He studied at the Corcoran School in Washington, D.C., the University of Maryland and the Culinary Institute of America in Napa Valley, California. He has worked under many great Chefs, including; Chef Cindy Wolfe, Chef Steven Durfee, Chef Jessie Llapitan, Chef Jason Rogers, Chef Todd English, and Chef Steve Mannino. Duff has worked as the Executive Pastry Chef of the Vail Cascade Hotel and Resort in the mountains of Vail, Colorado.

In 2000, Chef Duff moved to Baltimore to open Charm City Cakes. He is also an artist, a sculptor and musician. He and his staff are the stars of the Food Network series, Ace of Cakes.



So now you’re asking yourself, “how can I have a totally cool awesome Pastry Chef career like Duff Goldman?”

What do Pastry Chefs do?

A Pastry Chef works in a professional kitchen, specializing in making pastries, desserts and other baked food. Pastry Chefs prepare food (pertaining to pastries and desserts) for meals. They may develop recipes and new concoctions. The actual planning of the entire meal is usually done by a higher up Chef whose job it is to do the meal planning. The Pastry Chef is in charge of the pastry menu. Every day a Pastry Chef needs to plan and prepare, as each dessert has its own separate set of requirements for preparation.

The every day life of a Pastry Chef might include: overseeing staff, ordering supplies to keep the kitchen stocked, preparing baked goods, decorating pastries and keeping the kitchen and equipment clean and organized.

What Education is needed to be a Pastry Chef?

Pastry Chefs will need certain skills that they can obtain by attending a Culinary School. Some examples of these skills are;
Culinary Talent - Baking is part of the job, so a Pastry Chef better be good at it (or they should go find another profession)!

Originality and Creativity - In order for their good to sell, Pastry Chefs need to make it look good.

Detail Oriented - It has to look good, it has to taste good. Pastry Chefs are the magicians who make it all happen, and the best Chefs are the one who have a keen eye and a keen sense of taste and use both of these to perfect their product.

Customer Service - Whether it’s serving goods to another company or to face to face customers, Pastry Chefs need to hone their customer service skills as well. Baking is only half the job, the other half is getting the goods out the door and a happy, outgoing confident personality definitely helps.

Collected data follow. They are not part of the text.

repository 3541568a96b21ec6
//! Interned string lookup.

use super::schema::TableIndex;

/// Read-only view over the string array a thread resolves names against
#[derive(Debug, Clone, Copy)]
pub struct StringTable<'a> {
    strings: &'a [String],
}

impl<'a> StringTable<'a> {
    pub fn new(strings: &'a [String]) -> Self {
        Self { strings }
    }

    /// Resolve an index; unknown or out-of-range indices yield ""
    pub fn get(&self, index: TableIndex) -> &'a str {
        usize::try_from(index)
            .ok()
            .and_then(|i| self.strings.get(i))
            .map(String::as_str)
            .unwrap_or("")
    }

    /// Resolve an optional index column entry
    pub fn get_opt(&self, index: Option<TableIndex>) -> &'a str {
        index.map(|i| self.get(i)).unwrap_or("")
    }

    pub fn len(&self) -> usize {
        self.strings.len()
    }

    pub fn is_empty(&self) -> bool {
        self.strings.is_empty()
    }
}
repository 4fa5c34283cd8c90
use tokio::net::TcpListener;
use tracing::info;
use tracing_subscriber::EnvFilter;

#[tokio::main]
async fn main() -> Result<(), std::io::Error> {
    tracing_subscriber::fmt()
        .with_env_filter(EnvFilter::try_from_default_env().unwrap_or_else(|_| EnvFilter::new("info")))
        .init();

    let port = std::env::var("PORT").unwrap_or_else(|_| "3000".to_string());
    let addr = format!("127.0.0.1:{port}");
    let listener = TcpListener::bind(&addr).await?;
    info!(%addr, "listening");
    mock_server::run(listener).await
}
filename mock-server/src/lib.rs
use std::sync::Arc;

use axum::{
    extract::{Query, State},
    http::{header::AUTHORIZATION, HeaderMap, StatusCode},
    response::{IntoResponse, Response},
    routing::get,
    Json, Router,
};
use serde::{Deserialize, Serialize};
use serde_json::json;
use tokio::net::TcpListener;
use tracing::debug;

/// Forward-geocoding this query returns a truncated body.
pub const MALFORMED_QUERY: &str = "__malformed__";

const EARTH_RADIUS_M: f64 = 6_371_008.8;
/// Road distance relative to the straight line.
const DETOUR_FACTOR: f64 = 1.3;

#[derive(Clone, Debug, Serialize, Deserialize, PartialEq)]
#[serde(rename_all = "camelCase")]
pub struct Address {
    pub latitude: f64,
    pub longitude: f64,
    pub formatted_address: String,
    pub number: String,
    pub street: String,
    pub city: String,
    pub state: String,
    pub state_code: String,
    pub postal_code: String,
    pub country: String,
    pub country_code: String,
    pub country_flag: String,
    pub layer: String,
    #[serde(default, skip_serializing_if = "Option::is_none")]
    pub distance: Option<f64>,
}

#[derive(Clone, Debug, Serialize, Deserialize, PartialEq)]
pub struct Country {
    pub code: String,
    pub name: String,
    pub flag: String,
}

#[derive(Debug)]
pub struct Fixtures {
    pub addresses: Vec<Address>,
    pub country: Country,
}

pub type Db = Arc<Fixtures>;

#[allow(clippy::too_many_arguments)]
fn us_address(
    latitude: f64,
    longitude: f64,
    number: &str,
    street: &str,
    city: &str,
    state: &str,
    state_code: &str,
    postal_code: &str,
) -> Address {
    Address {
        latitude,
        longitude,
        formatted_address: format!("{number} {street}, {city}, {state_code} {postal_code} USA"),
        number: number.to_string(),
        street: street.to_string(),
        city: city.to_string(),
        state: state.to_string(),
        state_code: state_code.to_string(),
        postal_code: postal_code.to_string(),
        country: "United States".to_string(),
        country_code: "US".to_string(),
        country_flag: "🇺🇸".to_string(),
        layer: "address".to_string(),
        distance: None,
    }
}

impl Default for Fixtures {
    fn default() -> Self {
        Self {
            addresses: vec![
                us_address(40.7041895, -73.9867797, "20", "Jay St", "Brooklyn", "New York", "NY", "11201"),
                us_address(40.78382, -73.97536, "200", "Central Park W", "New York", "New York", "NY", "10024"),
                us_address(37.4224764, -122.0842499, "1600", "Amphitheatre Pkwy", "Mountain View", "California", "CA", "94043"),
                us_address(37.3349, -122.00902, "1", "Apple Park Way", "Cupertino", "California", "CA", "95014"),
            ],
            country: Country {
                code: "US".to_string(),
                name: "United States".to_string(),
                flag: "🇺🇸".to_string(),
            },
        }
    }
}

#[derive(Deserialize)]
pub struct ForwardParams {
    pub query: Option<String>,
}

#[derive(Deserialize)]
pub struct ReverseParams {
    pub coordinates: Option<String>,
}

#[derive(Deserialize)]
pub struct DistanceParams {
    pub origin: Option<String>,
    pub destination: Option<String>,
    pub modes: Option<String>,
    pub units: Option<String>,
}

pub fn app() -> Router {
    let db: Db = Arc::new(Fixtures::default());
    Router::new()
        .route("/v1/geocode/forward", get(forward_geocode))
        .route("/v1/geocode/reverse", get(reverse_geocode))
        .route("/v1/geocode/ip", get(ip_geocode))
        .route("/v1/route/distance", get(route_distance))
        .with_state(db)
}

pub async fn run(listener: TcpListener) -> Result<(), std::io::Error> {
    axum::serve(listener, app()).await
}

fn failure(status: StatusCode, message: &str) -> Response {
    let body = json!({ "meta": { "code": status.as_u16(), "message": message } });
    (status, Json(body)).into_response()
}

fn authorize(headers: &HeaderMap) -> Result<(), Response> {
    match headers.get(AUTHORIZATION) {
        Some(key) if !key.is_empty() => Ok(()),
        _ => Err(failure(StatusCode::UNAUTHORIZED, "missing publishable key")),
    }
}

fn success(field: &str, payload: serde_json::Value) -> Response {
    let mut body = json!({ "meta": { "code": 200 } });
    body[field] = payload;
    Json(body).into_response()
}

pub fn parse_coordinate(s: &str) -> Option<(f64, f64)> {
    let (lat, lon) = s.split_once(',')?;
    let lat: f64 = lat.trim().parse().ok()?;
    let lon: f64 = lon.trim().parse().ok()?;
    let in_range = (-90.0..=90.0).contains(&lat) && (-180.0..=180.0).contains(&lon);
    in_range.then_some((lat, lon))
}

/// Great-circle distance in meters.
pub fn haversine_m(from: (f64, f64), to: (f64, f64)) -> f64 {
    let (lat1, lon1) = (from.0.to_radians(), from.1.to_radians());
    let (lat2, lon2) = (to.0.to_radians(), to.1.to_radians());
    let a = ((lat2 - lat1) / 2.0).sin().powi(2)
        + lat1.cos() * lat2.cos() * ((lon2 - lon1) / 2.0).sin().powi(2);
    2.0 * EARTH_RADIUS_M * a.sqrt().asin()
}

async fn forward_geocode(
    State(db): State<Db>,
    headers: HeaderMap,
    Query(params): Query<ForwardParams>,
) -> Response {
    if let Err(denied) = authorize(&headers) {
        return denied;
    }
    let query = params.query.unwrap_or_default();
    debug!(%query, "forward geocode");

    if query == MALFORMED_QUERY {
        return (StatusCode::OK, r#"{"meta":{"code":200},"addresses":[{"#).into_response();
    }

    let needle = query.trim().to_lowercase();
    if needle.is_empty() {
        return failure(StatusCode::BAD_REQUEST, "query is required");
    }
    let matches: Vec<&Address> = db
        .addresses
        .iter()
        .filter(|a| a.formatted_address.to_lowercase().contains(&needle))
        .collect();
    success("addresses", json!(matches))
}

async fn reverse_geocode(
    State(db): State<Db>,
    headers: HeaderMap,
    Query(params): Query<ReverseParams>,
) -> Response {
    if let Err(denied) = authorize(&headers) {
        return denied;
    }
    let Some(point) = params.coordinates.as_deref().and_then(parse_coordinate) else {
        return failure(StatusCode::BAD_REQUEST, "invalid coordinates");
    };
    debug!(?point, "reverse geocode");

    let nearest = db
        .addresses
        .iter()
        .map(|a| (haversine_m(point, (a.latitude, a.longitude)), a))
        .min_by(|x, y| x.0.total_cmp(&y.0))
        .map(|(distance, a)| Address {
            distance: Some(distance.round()),
            ..a.clone()
        });
    success("addresses", json!(nearest.into_iter().collect::<Vec<_>>()))
}

async fn ip_geocode(State(db): State<Db>, headers: HeaderMap) -> Response {
    if let Err(denied) = authorize(&headers) {
        return denied;
    }
    success("country", json!(db.country))
}

/// Meters per second for each supported travel mode.
fn speed_mps(mode: &str) -> Option<f64> {
    match mode {
        "foot" => Some(1.4),
        "bike" => Some(4.5),
        "car" => Some(11.0),
        "truck" => Some(9.0),
        "motorbike" => Some(12.0),
        _ => None,
    }
}

fn distance_measure(meters: f64, units: &str) -> serde_json::Value {
    if units == "metric" {
        json!({ "value": meters.round(), "text": format!("{:.1} km", meters / 1000.0) })
    } else {
        let feet = meters * 3.28084;
        json!({ "value": feet.round(), "text": format!("{:.1} mi", meters / 1609.344) })
    }
}

fn duration_measure(seconds: f64) -> serde_json::Value {
    let minutes = seconds / 60.0;
    json!({ "value": (minutes * 10.0).round() / 10.0, "text": format!("{} mins", minutes.round()) })
}

async fn route_distance(headers: HeaderMap, Query(params): Query<DistanceParams>) -> Response {
    if let Err(denied) = authorize(&headers) {
        return denied;
    }
    let (Some(origin), Some(destination)) = (
        params.origin.as_deref().and_then(parse_coordinate),
        params.destination.as_deref().and_then(parse_coordinate),
    ) else {
        return failure(StatusCode::BAD_REQUEST, "origin and destination are required");
    };
    let units = params.units.as_deref().unwrap_or("imperial");
    if units != "imperial" && units != "metric" {
        return failure(StatusCode::BAD_REQUEST, "invalid units");
    }
    let modes = params.modes.as_deref().unwrap_or("car");

    let geodesic = haversine_m(origin, destination);
    let mut routes = json!({ "geodesic": { "distance": distance_measure(geodesic, units) } });
    for mode in modes.split(',').map(str::trim).filter(|m| !m.is_empty()) {
        let Some(speed) = speed_mps(mode) else {
            return failure(StatusCode::BAD_REQUEST, &format!("invalid mode: {mode}"));
        };
        let road = geodesic * DETOUR_FACTOR;
        routes[mode] = json!({
            "distance": distance_measure(road, units),
            "duration": duration_measure(road / speed),
        });
    }
    debug!(?origin, ?destination, %modes, %units, "route distance");
    success("routes", routes)
}
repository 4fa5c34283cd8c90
//! The device-position seam.
//!
//! Only the distance endpoint (when no origin is given) and
//! `Geolocation::reverse_geocode` consult a `PositionProvider`. How a
//! platform acquires a fix is entirely up to the implementation.

use async_trait::async_trait;

use crate::error::PositionError;
use crate::types::Coordinate;

#[async_trait]
pub trait PositionProvider: Send + Sync {
    /// Resolve the device's current coordinate.
    async fn current_position(&self) -> Result<Coordinate, PositionError>;
}

/// Always reports the same coordinate.
#[derive(Debug, Clone, Copy, PartialEq)]
pub struct FixedPosition(pub Coordinate);

#[async_trait]
impl PositionProvider for FixedPosition {
    async fn current_position(&self) -> Result<Coordinate, PositionError> {
        Ok(self.0)
    }
}

/// For applications without device location. Every lookup fails with
/// `PositionError::Unavailable`.
#[derive(Debug, Clone, Copy, Default)]
pub struct NoPosition;

#[async_trait]
impl PositionProvider for NoPosition {
    async fn current_position(&self) -> Result<Coordinate, PositionError> {
        Err(PositionError::Unavailable(
            "no position provider configured".to_string(),
        ))
    }
}
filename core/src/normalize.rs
//! Response normalization shared by every endpoint.
//!
//! A raw body goes through one parse-or-fail branch. Syntax errors and
//! truncated input are `Malformed`; valid JSON that lacks the field an
//! endpoint asked for, or whose root is not an object, is `UnexpectedShape`.
//! Endpoints extract into `Payload`, which accepts a present field of any
//! shape. Both are server failures, regardless of what HTTP
//! status the body arrived with. Nothing here panics.

use serde::de::DeserializeOwned;
use serde_json::{Map, Value};

use crate::error::NormalizeError;

/// Parse `body` as a JSON object.
pub fn normalize(body: &str) -> Result<Map<String, Value>, NormalizeError> {
    match serde_json::from_str::<Value>(body) {
        Ok(Value::Object(map)) => Ok(map),
        Ok(other) => Err(NormalizeError::UnexpectedShape {
            field: "<root>",
            detail: format!("expected an object, found {}", kind(&other)),
        }),
        Err(e) => Err(NormalizeError::Malformed(e.to_string())),
    }
}

/// Parse `body` and deserialize the top-level `field` into `T`.
pub fn extract<T: DeserializeOwned>(body: &str, field: &'static str) -> Result<T, NormalizeError> {
    let mut map = normalize(body)?;
    let value = map.remove(field).ok_or_else(|| NormalizeError::UnexpectedShape {
        field,
        detail: "field is missing".to_string(),
    })?;
    serde_json::from_value(value).map_err(|e| NormalizeError::UnexpectedShape {
        field,
        detail: e.to_string(),
    })
}

fn kind(value: &Value) -> &'static str {
    match value {
        Value::Null => "null",
        Value::Bool(_) => "a boolean",
        Value::Number(_) => "a number",
        Value::String(_) => "a string",
        Value::Array(_) => "an array",
        Value::Object(_) => "an object",
    }
}
//! Stateless request builder and response parser for the geolocation API.
//!
//! # Design
//! `GeoClient` carries no state between calls. Each endpoint is split into a
//! `build_*` method that produces an `HttpRequest` and a `parse_*` method
//! that normalizes the raw body. The caller executes the HTTP round-trip
//! in between, so this layer is deterministic and free of I/O. `Geolocation`
//! drives the same methods through a `Transport`.
//!
//! Parsers return a `Payload`: the typed record when the field matches its
//! documented shape, otherwise the field's raw JSON.
//!
//! No input validation happens here: a missing destination or an empty query
//! is sent as-is and the server decides.

use crate::error::NormalizeError;
use crate::http::HttpRequest;
use crate::normalize::extract;
use crate::types::{Address, Coordinate, Country, Payload, Routes, RoutingOptions};

pub const FORWARD_GEOCODE_PATH: &str = "v1/geocode/forward";
pub const REVERSE_GEOCODE_PATH: &str = "v1/geocode/reverse";
pub const IP_GEOCODE_PATH: &str = "v1/geocode/ip";
pub const DISTANCE_PATH: &str = "v1/route/distance";

/// Synchronous, stateless client for the geolocation API.
#[derive(Debug, Clone, Copy, Default)]
pub struct GeoClient;

impl GeoClient {
    pub fn new() -> Self {
        Self
    }

    pub fn build_geocode(&self, query: &str) -> HttpRequest {
        HttpRequest::get(FORWARD_GEOCODE_PATH).param("query", Some(query.to_string()))
    }

    pub fn build_reverse_geocode(&self, coordinate: Coordinate) -> HttpRequest {
        HttpRequest::get(REVERSE_GEOCODE_PATH).param("coordinates", Some(coordinate.to_string()))
    }

    pub fn build_ip_geocode(&self) -> HttpRequest {
        HttpRequest::get(IP_GEOCODE_PATH)
    }

    /// Build the distance request. `origin` takes precedence over
    /// `options.origin`; `Geolocation` passes the resolved device position
    /// here when the caller left it out.
    pub fn build_distance(&self, origin: Option<Coordinate>, options: &RoutingOptions) -> HttpRequest {
        let origin = origin.or(options.origin);
        let modes = options.modes.as_ref().map(|modes| {
            modes
                .iter()
                .map(|mode| mode.as_str())
                .collect::<Vec<_>>()
                .join(",")
        });

        HttpRequest::get(DISTANCE_PATH)
            .param("origin", origin.map(|c| c.to_string()))
            .param("destination", options.destination.map(|c| c.to_string()))
            .param("modes", modes)
            .param("units", options.units.map(|u| u.as_str().to_string()))
    }

    pub fn parse_geocode(&self, body: &str) -> Result<Payload<Vec<Address>>, NormalizeError> {
        extract(body, "addresses")
    }

    pub fn parse_reverse_geocode(
        &self,
        body: &str,
    ) -> Result<Payload<Vec<Address>>, NormalizeError> {
        extract(body, "addresses")
    }

    pub fn parse_ip_geocode(&self, body: &str) -> Result<Payload<Country>, NormalizeError> {
        extract(body, "country")
    }

    pub fn parse_distance(&self, body: &str) -> Result<Payload<Routes>, NormalizeError> {
        extract(body, "routes")
    }
}
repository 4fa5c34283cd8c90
//! Endpoint behavior over a recording fake transport.
//!
//! `Recorder` stands in for the network: it logs every request it is handed
//! and replies with a canned body or a canned error. A shared event log also
//! records position lookups, so tests can check what happened in which order.

use std::io;
use std::sync::{Arc, Mutex};

use async_trait::async_trait;
use geoloc_core::{
    ApiError, Coordinate, FixedPosition, Geolocation, HasStatus, HttpMethod, HttpRequest,
    NormalizeError, Payload, PositionError, PositionProvider, RoutingOptions, Status, Transport,
    TravelMode, Units,
};
use serde_json::json;

const INVALID_JSON: &str = r#""invalid_json": true}"#;
const LATITUDE: f64 = 40.7041895;
const LONGITUDE: f64 = -73.9867797;
const QUERY: &str = "20 Jay Street";

type Events = Arc<Mutex<Vec<String>>>;

/// Opaque transport failure, compared by value.
#[derive(Debug, Clone, PartialEq)]
struct HttpError(&'static str);

impl std::fmt::Display for HttpError {
    fn fmt(&self, f: &mut std::fmt::Formatter<'_>) -> std::fmt::Result {
        f.write_str(self.0)
    }
}

impl HasStatus for HttpError {
    fn status(&self) -> Status {
        Status::ErrorNetwork
    }
}

struct Recorder {
    reply: Result<String, HttpError>,
    requests: Mutex<Vec<HttpRequest>>,
    events: Events,
}

impl Recorder {
    fn replying(body: &str) -> Self {
        Self::new(Ok(body.to_string()), Events::default())
    }

    fn failing(error: HttpError) -> Self {
        Self::new(Err(error), Events::default())
    }

    fn new(reply: Result<String, HttpError>, events: Events) -> Self {
        Self {
            reply,
            requests: Mutex::new(Vec::new()),
            events,
        }
    }

    fn requests(&self) -> Vec<HttpRequest> {
        self.requests.lock().unwrap().clone()
    }
}

#[async_trait]
impl Transport for Recorder {
    type Error = HttpError;

    async fn request(&self, request: &HttpRequest) -> Result<String, HttpError> {
        self.events.lock().unwrap().push(format!("request {}", request.path));
        self.requests.lock().unwrap().push(request.clone());
        self.reply.clone()
    }
}

struct LoggedPosition {
    at: Coordinate,
    events: Events,
}

#[async_trait]
impl PositionProvider for LoggedPosition {
    async fn current_position(&self) -> Result<Coordinate, PositionError> {
        self.events.lock().unwrap().push("position".to_string());
        Ok(self.at)
    }
}

fn here() -> Coordinate {
    Coordinate::new(LATITUDE, LONGITUDE)
}

// ---------------------------------------------------------------------------
// geocode
// ---------------------------------------------------------------------------

#[tokio::test]
async fn geocode_server_error_on_invalid_json() {
    let transport = Recorder::replying(INVALID_JSON);
    let err = Geolocation::new(&transport).geocode(QUERY).await.unwrap_err();
    assert!(matches!(err, ApiError::Server(NormalizeError::Malformed(_))));
    assert_eq!(err.status(), Status::ErrorServer);
}

#[tokio::test]
async fn geocode_returns_transport_error_unchanged() {
    let transport = Recorder::failing(HttpError("http error"));
    let err = Geolocation::new(&transport).geocode(QUERY).await.unwrap_err();
    assert_eq!(err.into_transport(), Some(HttpError("http error")));
}

#[tokio::test]
async fn geocode_succeeds() {
    let transport = Recorder::replying(
        r#"{"addresses":[{"formattedAddress":"20 Jay St, Brooklyn, NY 11201 USA"}]}"#,
    );
    let addresses = Geolocation::new(&transport)
        .geocode(QUERY)
        .await
        .unwrap()
        .into_record()
        .unwrap();

    let requests = transport.requests();
    assert_eq!(requests.len(), 1);
    assert_eq!(requests[0].method, HttpMethod::Get);
    assert_eq!(requests[0].path, "v1/geocode/forward");
    assert_eq!(requests[0].params, vec![("query".to_string(), QUERY.to_string())]);

    assert_eq!(addresses.len(), 1);
    assert_eq!(
        addresses[0].formatted_address.as_deref(),
        Some("20 Jay St, Brooklyn, NY 11201 USA")
    );
}

// ---------------------------------------------------------------------------
// reverseGeocodeLocation
// ---------------------------------------------------------------------------

#[tokio::test]
async fn reverse_geocode_location_server_error_on_invalid_json() {
    let transport = Recorder::replying(INVALID_JSON);
    let err = Geolocation::new(&transport)
        .reverse_geocode_location(here())
        .await
        .unwrap_err();
    assert_eq!(err.status(), Status::ErrorServer);
}

#[tokio::test]
async fn reverse_geocode_location_returns_transport_error_unchanged() {
    let transport = Recorder::failing(HttpError("http error"));
    let err = Geolocation::new(&transport)
        .reverse_geocode_location(here())
        .await
        .unwrap_err();
    assert_eq!(err.transport(), Some(&HttpError("http error")));
}

#[tokio::test]
async fn reverse_geocode_location_succeeds() {
    let transport = Recorder::replying(r#"{"addresses":[{"street":"Jay St"}]}"#);
    let addresses = Geolocation::new(&transport)
        .reverse_geocode_location(here())
        .await
        .unwrap()
        .into_record()
        .unwrap();

    let requests = transport.requests();
    assert_eq!(requests.len(), 1);
    assert_eq!(requests[0].method, HttpMethod::Get);
    assert_eq!(requests[0].path, "v1/geocode/reverse");
    assert_eq!(
        requests[0].params,
        vec![("coordinates".to_string(), format!("{LATITUDE},{LONGITUDE}"))]
    );
    assert_eq!(addresses[0].street.as_deref(), Some("Jay St"));
}

// ---------------------------------------------------------------------------
// ipGeocode
// ---------------------------------------------------------------------------

#[tokio::test]
async fn ip_geocode_server_error_on_invalid_json() {
    let transport = Recorder::replying(INVALID_JSON);
    let err = Geolocation::new(&transport).ip_geocode().await.unwrap_err();
    assert_eq!(err.status(), Status::ErrorServer);
}

#[tokio::test]
async fn ip_geocode_returns_transport_error_unchanged() {
    let transport = Recorder::failing(HttpError("http error"));
    let err = Geolocation::new(&transport).ip_geocode().await.unwrap_err();
    assert_eq!(err.into_transport(), Some(HttpError("http error")));
}

#[tokio::test]
async fn ip_geocode_succeeds() {
    let transport = Recorder::replying(r#"{"country":{"code":"US","name":"United States"}}"#);
    let country = Geolocation::new(&transport)
        .ip_geocode()
        .await
        .unwrap()
        .into_record()
        .unwrap();

    let requests = transport.requests();
    assert_eq!(requests.len(), 1);
    assert_eq!(requests[0].method, HttpMethod::Get);
    assert_eq!(requests[0].path, "v1/geocode/ip");
    assert!(requests[0].params.is_empty());
    assert_eq!(country.code.as_deref(), Some("US"));
}

#[tokio::test]
async fn geocode_returns_unrecognized_addresses_verbatim() {
    let transport = Recorder::replying(r#"{"addresses":["matching-addresses"]}"#);
    let addresses = Geolocation::new(&transport).geocode(QUERY).await.unwrap();
    assert_eq!(addresses, Payload::Raw(json!(["matching-addresses"])));
}

#[tokio::test]
async fn ip_geocode_returns_plain_string_country_verbatim() {
    let transport = Recorder::replying(r#"{"country":"matching-country"}"#);
    let country = Geolocation::new(&transport).ip_geocode().await.unwrap();
    assert_eq!(country, Payload::Raw(json!("matching-country")));
}

#[tokio::test]
async fn valid_json_without_expected_field_is_a_server_error() {
    let transport = Recorder::replying(r#"{"meta":{"code":200}}"#);
    let err = Geolocation::new(&transport).ip_geocode().await.unwrap_err();
    assert!(matches!(
        err,
        ApiError::Server(NormalizeError::UnexpectedShape { field: "country", .. })
    ));
}

// ---------------------------------------------------------------------------
// getDistanceToDestination
// ---------------------------------------------------------------------------

#[tokio::test]
async fn distance_without_origin_looks_up_position_first() {
    let events = Events::default();
    let transport = Recorder::new(Ok(r#"{"routes":{}}"#.to_string()), events.clone());
    let position = LoggedPosition {
        at: here(),
        events: events.clone(),
    };
    let geo = Geolocation::with_position(&transport, position);

    geo.get_distance_to_destination(&RoutingOptions::default())
        .await
        .unwrap();

    assert_eq!(
        *events.lock().unwrap(),
        vec!["position".to_string(), "request v1/route/distance".to_string()]
    );
    let requests = transport.requests();
    assert_eq!(requests[0].param_value("origin"), Some("40.7041895,-73.9867797"));
}

#[tokio::test]
async fn distance_with_origin_skips_position_lookup() {
    let events = Events::default();
    let transport = Recorder::new(Ok(r#"{"routes":{}}"#.to_string()), events.clone());
    let position = LoggedPosition {
        at: here(),
        events: events.clone(),
    };
    let geo = Geolocation::with_position(&transport, position);
    let options = RoutingOptions {
        origin: Some(Coordinate::new(1.0, 2.0)),
        destination: Some(Coordinate::new(3.0, 4.0)),
        modes: Some(vec![TravelMode::Bike, TravelMode::Foot]),
        units: Some(Units::Metric),
    };

    geo.get_distance_to_destination(&options).await.unwrap();

    assert_eq!(*events.lock().unwrap(), vec!["request v1/route/distance".to_string()]);
    let requests = transport.requests();
    let req = &requests[0];
    assert_eq!(req.method, HttpMethod::Get);
    assert_eq!(
        req.params,
        vec![
            ("origin".to_string(), "1,2".to_string()),
            ("destination".to_string(), "3,4".to_string()),
            ("modes".to_string(), "bike,foot".to_string()),
            ("units".to_string(), "metric".to_string()),
        ]
    );
}

#[tokio::test]
async fn distance_returns_routes() {
    let transport = Recorder::replying(
        r#"{"routes":{"geodesic":{"distance":{"value":5.5,"text":"5.5 mi"}}}}"#,
    );
    let geo = Geolocation::with_position(&transport, FixedPosition(here()));
    let routes = geo
        .get_distance_to_destination(&RoutingOptions::default())
        .await
        .unwrap()
        .into_record()
        .unwrap();
    let geodesic = routes.geodesic.unwrap().distance.unwrap();
    assert_eq!(geodesic.text, "5.5 mi");
}

#[tokio::test]
async fn distance_server_error_on_invalid_json() {
    let transport = Recorder::replying(INVALID_JSON);
    let geo = Geolocation::with_position(&transport, FixedPosition(here()));
    let err = geo
        .get_distance_to_destination(&RoutingOptions::default())
        .await
        .unwrap_err();
    assert!(matches!(err, ApiError::Server(NormalizeError::Malformed(_))));
    assert_eq!(err.status(), Status::ErrorServer);
}

#[tokio::test]
async fn distance_transport_error_is_distinct_from_server_error() {
    let transport = Recorder::failing(HttpError("ERROR_SERVER"));
    let geo = Geolocation::with_position(&transport, FixedPosition(here()));
    let err = geo
        .get_distance_to_destination(&RoutingOptions::default())
        .await
        .unwrap_err();
    assert!(matches!(err, ApiError::Transport(HttpError("ERROR_SERVER"))));
    assert!(!matches!(err, ApiError::Server(_)));
}

// ---------------------------------------------------------------------------
// concurrency
// ---------------------------------------------------------------------------

#[tokio::test]
async fn concurrent_calls_are_independent() {
    let transport = Recorder::replying(r#"{"addresses":[],"country":{"code":"US"}}"#);
    let geo = Geolocation::new(&transport);

    let (a, b, c) = tokio::join!(geo.geocode("a"), geo.geocode("b"), geo.ip_geocode());
    assert_eq!(a.unwrap().record().map(Vec::len), Some(0));
    assert_eq!(b.unwrap().record().map(Vec::len), Some(0));
    assert_eq!(c.unwrap().into_record().unwrap().code.as_deref(), Some("US"));
    assert_eq!(transport.requests().len(), 3);
}

// ---------------------------------------------------------------------------
// logging
// ---------------------------------------------------------------------------

/// Collects formatted log output in memory.
#[derive(Clone, Default)]
struct Capture(Arc<Mutex<Vec<u8>>>);

impl Capture {
    fn contents(&self) -> String {
        String::from_utf8_lossy(&self.0.lock().unwrap()).into_owned()
    }
}

impl io::Write for Capture {
    fn write(&mut self, buf: &[u8]) -> io::Result<usize> {
        self.0.lock().unwrap().extend_from_slice(buf);
        Ok(buf.len())
    }

    fn flush(&mut self) -> io::Result<()> {
        Ok(())
    }
}

#[tokio::test(flavor = "current_thread")]
async fn transport_failure_is_logged_with_its_error() {
    let capture = Capture::default();
    let writer = capture.clone();
    let subscriber = tracing_subscriber::fmt()
        .with_writer(move || writer.clone())
        .with_max_level(tracing::Level::DEBUG)
        .with_ansi(false)
        .finish();
    let _guard = tracing::subscriber::set_default(subscriber);

    let transport = Recorder::failing(HttpError("http error"));
    Geolocation::new(&transport).ip_geocode().await.unwrap_err();

    let logs = capture.contents();
    assert!(logs.contains("Transport failed"), "{logs}");
    assert!(logs.contains("http error"), "{logs}");
}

Stamina - Being a Pastry Chef is quite physically demanding. It requires a day’s worth of work on your feet. There may be lifting, bending and straining when physically working with baked goods. There are odd hours, even 3:00 or 4:00 in the morning because Pastry Chefs need to being baking early before customers arrive.
Potential Pastry Chefs need to enroll in Culinary School. Educational paths in the pastry arts include Baking and Pastry Certificate, Associates Degree in Applied Science Culinary Arts, Bachelor of Arts Degree in Culinary Arts.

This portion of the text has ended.